Esto no ha parado, apenas va comenzando y las jóvenes del colegio Bethlemitas, alumnas y exalumnas, ponen el dedo en una llaga infectada que duele y sigue abierta. Faltan muchas denuncias, muchas voces, muchas historias y la denuncia no puede parar, no debe parar porque se trata de proteger a las niñas, a las jóvenes, a las mujeres todas de esos abusos constantes y permanentes. Se trata también de sanar, de reparar y de que haya castigo para los agresores. Los colegios deben ser entornos seguros para niñas y adolescentes. La prioridad de las directivas debe ser esa y no evitar el escándalo o perseguir a quienes se atreven a denunciar.
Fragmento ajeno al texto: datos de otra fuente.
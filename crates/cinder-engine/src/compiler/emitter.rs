// This Source Code Form is subject to the terms of the Mozilla Public
// License, v. 2.0. If a copy of the MPL was not distributed with this
// file, You can obtain one at https://mozilla.org/MPL/2.0/.
//
// Copyright (c) 2025 Pegasus Heavy Industries, LLC

//! Instruction emission for a single unit.
//!
//! Labels are symbolic while a unit is being built: jumps may reference a
//! label before it is placed. [`Emitter::finish`] resolves every label to an
//! offset and rejects units with dangling or doubly placed labels.

use super::bytecode::{
    CompiledUnit, FunctionId, Instruction, Label, OperandIndex, Role, UnitId,
};
use super::completion::{CompletionKind, LabelSet};
use super::error::CompileError;
use super::helpers::Helper;
use crate::ir::{Constant, Operand, OperandKey, Temporary};
use rustc_hash::FxHashMap;

/// Builds the instruction stream of one compiled unit.
#[derive(Debug)]
pub struct Emitter {
    unit: String,
    instructions: Vec<Instruction>,
    operands: Vec<Operand>,
    interned: FxHashMap<OperandKey, OperandIndex>,
    labels: Vec<Option<usize>>,
    temp_count: u16,
}

impl Emitter {
    pub fn new(unit: impl Into<String>) -> Self {
        Self {
            unit: unit.into(),
            instructions: Vec::new(),
            operands: Vec::new(),
            interned: FxHashMap::default(),
            labels: Vec::new(),
            temp_count: 0,
        }
    }

    /// Name of the unit under construction.
    pub fn unit_name(&self) -> &str {
        &self.unit
    }

    /// Appends an instruction and returns its offset.
    pub fn emit(&mut self, instruction: Instruction) -> usize {
        let offset = self.instructions.len();
        self.instructions.push(instruction);
        offset
    }

    pub fn len(&self) -> usize {
        self.instructions.len()
    }

    pub fn is_empty(&self) -> bool {
        self.instructions.is_empty()
    }

    pub fn instructions(&self) -> &[Instruction] {
        &self.instructions
    }

    // ========================================================================
    // Labels
    // ========================================================================

    /// Creates a fresh, unplaced label.
    pub fn new_label(&mut self) -> Label {
        self.labels.push(None);
        Label((self.labels.len() - 1) as u32)
    }

    /// Places `label` at the next instruction offset.
    pub fn place_label(&mut self, label: Label) -> Result<(), CompileError> {
        let offset = self.instructions.len();
        match self.labels.get_mut(label.index()) {
            Some(slot @ None) => {
                *slot = Some(offset);
                Ok(())
            }
            _ => Err(CompileError::DuplicateLabel {
                label: label.0,
                unit: self.unit.clone(),
            }),
        }
    }

    pub fn jump(&mut self, label: Label) {
        self.emit(Instruction::Jump(label));
    }

    pub fn jump_if_false(&mut self, label: Label) {
        self.emit(Instruction::JumpIfFalse(label));
    }

    pub fn jump_if_true(&mut self, label: Label) {
        self.emit(Instruction::JumpIfTrue(label));
    }

    // ========================================================================
    // Operands
    // ========================================================================

    /// Interns an operand in the unit's operand table.
    pub fn operand(&mut self, operand: Operand) -> Result<OperandIndex, CompileError> {
        let key = operand.key();
        if let Some(index) = self.interned.get(&key) {
            return Ok(*index);
        }
        if self.operands.len() > u16::MAX as usize {
            return Err(CompileError::TooManyOperands {
                what: "operands",
                unit: self.unit.clone(),
            });
        }
        let index = OperandIndex(self.operands.len() as u16);
        self.operands.push(operand);
        self.interned.insert(key, index);
        Ok(index)
    }

    /// Interns a variable operand.
    pub fn variable(&mut self, name: &str) -> Result<OperandIndex, CompileError> {
        self.operand(Operand::variable(name))
    }

    /// Pushes an operand's value.
    pub fn load(&mut self, operand: Operand) -> Result<(), CompileError> {
        let index = self.operand(operand)?;
        self.emit(Instruction::Load(index));
        Ok(())
    }

    pub fn load_constant(&mut self, constant: Constant) -> Result<(), CompileError> {
        self.load(Operand::Constant(constant))
    }

    /// Reserves `count` consecutive temporaries and returns the first.
    pub fn allocate_temps(&mut self, count: u16) -> Result<Temporary, CompileError> {
        let first = self.temp_count;
        self.temp_count = self
            .temp_count
            .checked_add(count)
            .ok_or_else(|| CompileError::TooManyOperands {
                what: "temporaries",
                unit: self.unit.clone(),
            })?;
        Ok(Temporary::new(first))
    }

    pub fn allocate_temp(&mut self) -> Result<Temporary, CompileError> {
        self.allocate_temps(1)
    }

    pub fn load_temp(&mut self, temp: Temporary) -> Result<(), CompileError> {
        self.load(Operand::Temporary(temp))
    }

    pub fn store_temp(&mut self, temp: Temporary) {
        self.emit(Instruction::StoreTemp(temp));
    }

    // ========================================================================
    // Stack
    // ========================================================================

    pub fn pop(&mut self) {
        self.emit(Instruction::Pop);
    }

    pub fn dup(&mut self) {
        self.emit(Instruction::Dup);
    }

    pub fn dup2(&mut self) {
        self.emit(Instruction::Dup2);
    }

    pub fn swap(&mut self) {
        self.emit(Instruction::Swap);
    }

    pub fn nop(&mut self) {
        self.emit(Instruction::Nop);
    }

    // ========================================================================
    // Units, helpers and closures
    // ========================================================================

    pub fn invoke_unit(&mut self, unit: UnitId) {
        self.emit(Instruction::InvokeUnit(unit));
    }

    /// Emits a helper call after checking `supplied` against the helper's
    /// catalog arity.
    pub fn call_helper(&mut self, helper: Helper, supplied: usize) -> Result<(), CompileError> {
        let expected = helper.arity();
        if expected != supplied {
            return Err(CompileError::HelperArityMismatch {
                helper: helper.name(),
                expected,
                supplied,
                unit: self.unit.clone(),
            });
        }
        self.emit(Instruction::CallHelper(helper));
        Ok(())
    }

    pub fn make_closure(&mut self, function: FunctionId) {
        self.emit(Instruction::MakeClosure(function));
    }

    // ========================================================================
    // Completion records
    // ========================================================================

    pub fn normal_completion(&mut self) {
        self.emit(Instruction::NormalCompletion);
    }

    pub fn value_completion(&mut self) {
        self.emit(Instruction::ValueCompletion);
    }

    pub fn break_completion(&mut self, target: Option<String>) {
        self.emit(Instruction::BreakCompletion(target));
    }

    pub fn continue_completion(&mut self, target: Option<String>) {
        self.emit(Instruction::ContinueCompletion(target));
    }

    pub fn return_completion(&mut self) {
        self.emit(Instruction::ReturnCompletion);
    }

    pub fn throw_completion(&mut self) {
        self.emit(Instruction::ThrowCompletion);
    }

    pub fn jump_if_abrupt(&mut self, label: Label) {
        self.emit(Instruction::JumpIfAbrupt(label));
    }

    pub fn jump_if_kind(&mut self, kind: CompletionKind, label: Label) {
        self.emit(Instruction::JumpIfKind(kind, label));
    }

    pub fn jump_if_not_kind(&mut self, kind: CompletionKind, label: Label) {
        self.emit(Instruction::JumpIfNotKind(kind, label));
    }

    pub fn jump_if_breaks_here(&mut self, labels: &LabelSet, target: Label) {
        self.emit(Instruction::JumpIfBreaksHere {
            labels: labels.clone(),
            target,
        });
    }

    pub fn jump_if_continues_here(&mut self, labels: &LabelSet, target: Label) {
        self.emit(Instruction::JumpIfContinuesHere {
            labels: labels.clone(),
            target,
        });
    }

    pub fn merge_completion(&mut self) {
        self.emit(Instruction::MergeCompletion);
    }

    pub fn consume_break(&mut self, labels: LabelSet) {
        self.emit(Instruction::ConsumeBreak(labels));
    }

    pub fn unwrap_completion(&mut self) {
        self.emit(Instruction::UnwrapCompletion);
    }

    // ========================================================================
    // Finishing
    // ========================================================================

    /// Resolves labels and produces the unit.
    pub fn finish(self, role: Role, strict: bool) -> Result<CompiledUnit, CompileError> {
        for instruction in &self.instructions {
            if let Some(label) = instruction.jump_target() {
                if !matches!(self.labels.get(label.index()), Some(Some(_))) {
                    return Err(CompileError::UnresolvedLabel {
                        label: label.0,
                        unit: self.unit,
                    });
                }
            }
        }
        // Labels that were created but never referenced or placed resolve to
        // the end of the unit.
        let end = self.instructions.len();
        let labels = self
            .labels
            .iter()
            .map(|offset| offset.unwrap_or(end))
            .collect();
        Ok(CompiledUnit {
            name: self.unit,
            role,
            strict,
            instructions: self.instructions,
            operands: self.operands,
            labels,
            temp_count: self.temp_count,
        })
    }
}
En las cifras de la ONU sobre violencia contra las mujeres se estima que una de cada tres en el mundo ha sido víctima de algún tipo de violencia física o sexual, pero si se incluye el acoso sexual eso puede subir al 70 %. Durante décadas las sociedades miraron para otro lado y aceptaron que eso pasaba. Ya no aceptamos más y por eso, cuando las mujeres encuentran la voz para hablar, nos debemos parar como una sola para responder, para hacer eco de su denuncia.
También hay quienes desconocen la realidad de una víctima de abuso o acoso y reclaman porque algunas callaron por años. Eran niñas, eran vulnerables, estaban asustadas, presionadas, manipuladas psicológicamente. Cada mujer que ha sido víctima de abuso o acoso tiene su proceso y solamente ella sabe cuándo puede denunciar, cuándo siente la necesidad de hacerlo, cuándo está segura para hacerlo. Muchas víctimas han tardado décadas o una vida entera antes de denunciar. Lo que se debe hacer, en los colegios y en todos los entornos en los que hay abuso y acoso, es generar el ambiente propicio para que se pueda hablar sin revictimizar. Algunas se tomarán mucho tiempo, algunas seguirán protegidas guardando sus historias, pero hay algo muy claro y lo recordaron esas alumnas que se plantaron frente a su colegio en una de sus pancartas: “Nunca más tendrán nuestro silencio”.